More consumers are saying yes to new credit lines as lenders slightly loosen loan standards they cinched tight in the wake of the recession. But the market is unlikely to see a return to runaway credit card debt.
Subprime borrowers in particular are signing up for new credit lines in greater numbers than during the past few years, according to new data TransUnion LLC released May 16.
Total credit card account originations in 2011 increased more than 20% compared with 2010, TransUnion said in a press release.
Moreover, subprime borrowers, or those with a credit score lower than 700 (on the VantageScore scale where 501 represents the highest and 990 the lowest risk) drove 24.2% of new account originations last year, up from 21.8% in 2010, the Chicago-based credit bureau said.
Rival credit bureau Experian also noted a trend toward more credit card originations in 2011 at both the higher and lower ends of the consumer-borrowing spectrum.
"There has been significant uptake of new credit card offers among super-prime prospects, and sub-prime consumers are once again receiving offers" for new credit cards, Linda Haran, senior director for product management and strategy, Experian Decision Analytics, tells PaymentsSource.
But the data suggest consumers are being relatively careful in tapping new credit card lines, Haran says.
At the end of 2011, lenders had extended $62 billion in new available credit to consumers, up 29.2% from $48 billion a year earlier, Haran says, citing Experian research. But consumers had tapped less than $20 billion of the total available new credit through yearend, she says.
"People are being pretty reasonable, if not even conservative, in using new credit lines available to them," Haran says. "I'm seeing spending on the rise, but no significant run-up in credit, which indicates consumers are feeling more comfortable about accessing new credit lines, but they are not overleveraging themselves."
The caution consumers are demonstrating in using new credit lines reflects the effect the mayhem that followed the economic crisis had on borrowers' psyches, Haran believes.
"After the downturn, a lot of consumers made the conscious decision to not take on any more credit debt," and that effect is lingering, she says.

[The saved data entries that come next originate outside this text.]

pub use crate::buffer::Buffer;
pub use crate::config::ServerConfig;
pub use crate::db::MysqlPool;
pub use crate::error::{Result, ServerError};
pub use crate::http::request::Method;
pub use crate::http::response::{STATUS_BAD_REQUEST, STATUS_FORBIDDEN, STATUS_NOT_FOUND, STATUS_OK};
pub use crate::http::{Connection, HttpRequest, HttpResponse};
pub use crate::server::{Server, ShutdownHandle};

pub use mio::{
    Events, Interest, Poll, Token, Waker,
    net::{TcpListener, TcpStream},
};
pub use proxy_log::{debug, errors, info, trace, warn};

pub use std::collections::HashMap;
pub use std::io::{self, Read, Write};
pub use std::net::SocketAddr;
pub use std::path::{Path, PathBuf};
pub use std::sync::Arc;
pub use std::time::{Duration, Instant};
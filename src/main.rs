use httpd::db::open_mysql_pool;
use httpd::prelude::*;

/// Construction-time parameters. Reading these from a file/environment is
/// out of scope (SPEC_FULL.md §1); a real deployment would build this
/// struct from whatever configuration surface it owns and hand it here.
fn load_config() -> ServerConfig {
    ServerConfig {
        listen_port: 1316,
        trigger_mode: 3,
        idle_timeout_ms: 60_000,
        linger_on_close: false,
        root_dir: PathBuf::from("resources"),
        db_host: "localhost".into(),
        db_port: 3306,
        db_user: "root".into(),
        db_pwd: "root".into(),
        db_name: "webserver".into(),
        db_pool_size: 8,
        worker_count: 8,
        log_enabled: true,
        log_level: 1,
        log_queue_size: 1024,
    }
}

fn main() -> Result<()> {
    let config = load_config();
    proxy_log::init(
        config.log_enabled,
        level_from(config.log_level),
        config.log_queue_size,
    );

    let db = match open_mysql_pool(
        &config.db_host,
        config.db_port,
        &config.db_user,
        &config.db_pwd,
        &config.db_name,
        config.db_pool_size,
    ) {
        Ok(pool) => Some(pool),
        Err(e) => {
            errors!("failed to open DB pool, auth routes will verification-fail: {e}");
            None
        }
    };

    info!("starting server on port {}", config.listen_port);
    let mut server = Server::new(config, db)?;
    server.run()
}

fn level_from(log_level: u8) -> proxy_log::Level {
    match log_level {
        0 => proxy_log::Level::Debug,
        1 => proxy_log::Level::Info,
        2 => proxy_log::Level::Warn,
        _ => proxy_log::Level::Error,
    }
}
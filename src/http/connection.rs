use std::io::IoSlice;

use crate::prelude::*;

#[derive(Debug, PartialEq, Eq)]
pub enum WriteProgress {
    Complete,
    Pending,
}

/// Per-fd state: read/write buffers, the in-flight request/response, and
/// the cursor into the response's gather-write vector. Owned by the
/// server's connection map; a worker task is handed `&mut Connection` for
/// the duration of exactly one read-task or write-task (see SPEC_FULL.md
/// §5 — one-shot rearm keeps this exclusive without a per-connection
/// lock). Direct translation of the original project's `HttpConn`.
#[derive(Debug)]
pub struct Connection {
    pub stream: TcpStream,
    pub token: Token,
    pub peer_addr: SocketAddr,
    pub read_buf: Buffer,
    pub write_buf: Buffer,
    pub request: HttpRequest,
    pub response: HttpResponse,
    file_sent: usize,
    pub closed: bool,
}

impl Connection {
    pub fn new(stream: TcpStream, token: Token, peer_addr: SocketAddr) -> Self {
        Self {
            stream,
            token,
            peer_addr,
            read_buf: Buffer::new(),
            write_buf: Buffer::new(),
            request: HttpRequest::new(),
            response: HttpResponse::new(),
            file_sent: 0,
            closed: false,
        }
    }

    /// Scatter-reads one burst from the socket into `read_buf`. Returns
    /// `Ok(0)` on EOF, same as a direct `read(2)` would.
    pub fn read(&mut self) -> io::Result<usize> {
        self.read_buf.read_from_fd(&mut self.stream)
    }

    /// Drives the request parser and, once a full request is available,
    /// stages a response into `write_buf`.
    ///
    /// # Logic Steps
    /// 1. Feed `read_buf` to the parser; if incomplete, return `Ok(false)`
    ///    so the caller keeps waiting on readability.
    /// 2. On a successful parse, run the login/register authentication
    ///    branch (C10) if the request targets one of those paths and a DB
    ///    pool was supplied — this may rewrite `request.path`.
    /// 3. Build the response (200 on success, 400 on a malformed request)
    ///    against `root`, mapping the target file into memory.
    /// 4. Reset the gather-write cursor for the new response cycle.
    pub fn process(&mut self, root: &Path, db: Option<&MysqlPool>) -> io::Result<bool> {
        let parsed = self.request.parse(&mut self.read_buf);
        match parsed {
            Ok(true) => {
                if self.request.method == Method::Post {
                    if let Some(pool) = db {
                        crate::auth::authenticate(&mut self.request, pool);
                    }
                }
                let keep_alive = self.request.is_keep_alive();
                self.response
                    .init(root, &self.request.path, keep_alive, STATUS_OK);
                self.response.make_response(&mut self.write_buf)?;
                self.file_sent = 0;
                Ok(true)
            }
            Ok(false) => Ok(false),
            Err(_) => {
                self.response
                    .init(root, &self.request.path, false, STATUS_BAD_REQUEST);
                self.response.make_response(&mut self.write_buf)?;
                self.file_sent = 0;
                Ok(true)
            }
        }
    }

    /// Gather-writes `[header_bytes, mmap_bytes]` to the socket in a
    /// single `writev`-equivalent call, looping until either the whole
    /// response has been sent or the socket reports `WouldBlock`.
    /// Mirrors the original's `HttpConn::write` iovec-advance loop.
    pub fn write(&mut self) -> io::Result<WriteProgress> {
        loop {
            let header = self.write_buf.peek();
            let file_bytes = self.response.file_bytes().unwrap_or(&[]);
            let file_remaining = &file_bytes[self.file_sent.min(file_bytes.len())..];

            if header.is_empty() && file_remaining.is_empty() {
                return Ok(WriteProgress::Complete);
            }

            let slices = [IoSlice::new(header), IoSlice::new(file_remaining)];
            match self.stream.write_vectored(&slices) {
                Ok(0) => {
                    return Err(io::Error::new(io::ErrorKind::WriteZero, "wrote zero bytes"));
                }
                Ok(n) => {
                    let header_len = header.len();
                    if n <= header_len {
                        self.write_buf.retrieve(n);
                    } else {
                        self.write_buf.retrieve(header_len);
                        self.file_sent += n - header_len;
                    }
                }
                Err(e) if e.kind() == io::ErrorKind::WouldBlock => return Ok(WriteProgress::Pending),
                Err(e) => return Err(e),
            }
        }
    }

    /// Resets request/response state for the next cycle on a keep-alive
    /// connection (or an immediately pipelined request already buffered).
    pub fn reset_for_next_request(&mut self) {
        self.request.reset();
        self.response = HttpResponse::new();
        self.file_sent = 0;
    }

    pub fn has_pipelined_request(&self) -> bool {
        self.read_buf.readable() > 0
    }

    /// Idempotent close: unmaps any file view and marks the connection
    /// dead. The actual fd is released when the `Connection` (and its
    /// `TcpStream`) is dropped from the server's connection map — this
    /// flag only guards against a timer callback firing twice.
    pub fn close(&mut self) {
        if !self.closed {
            self.closed = true;
            self.response.unmap();
        }
    }
}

Another major factor keeping a lid on rampant borrowing is that the economy still is not running on all cylinders, James Chessen, chief economist for the American Bankers Association, tells PaymentsSource.
"There is still a lot of nervousness and some uncertainty among consumers," Chessen says. "We are seeing some pent-up demand in consumers’ spending, but the jobs picture is unsteady and there is a hesitancy to borrow."
The Federal Reserve Board on May 7 said total U.S. outstanding credit card debt in March rose by $5.1 billion to $803.6 billion, up 0.6% from $798.5 billion in February, reversing two consecutive months of declines (
A variety of factors could be behind the increase, such as higher consumer prices and an uptick in gas prices in recent months, Chessen says.
The overall increase in the Fed's credit numbers could reflect the result of higher gas prices during the first quarter that helped to bump up credit card purchase volume because "a lot of people pay for gas with credit cards, particularly as gas prices rise," he says.
But such higher spending does not necessarily translate into more consumers revolving credit card balances, Chessen says, suggesting that consumer credit card spending will fluctuate in the coming months along with gas prices.
"Much has changed in the credit card industry in the past few years, with people losing access to credit as banks tightened lending standards," he says. "Banks became more selective, some people turned to prepaid cards to manage their money, and the appetite for borrowing slowed. Credit cards are a mature market, and any growth will be very gradual."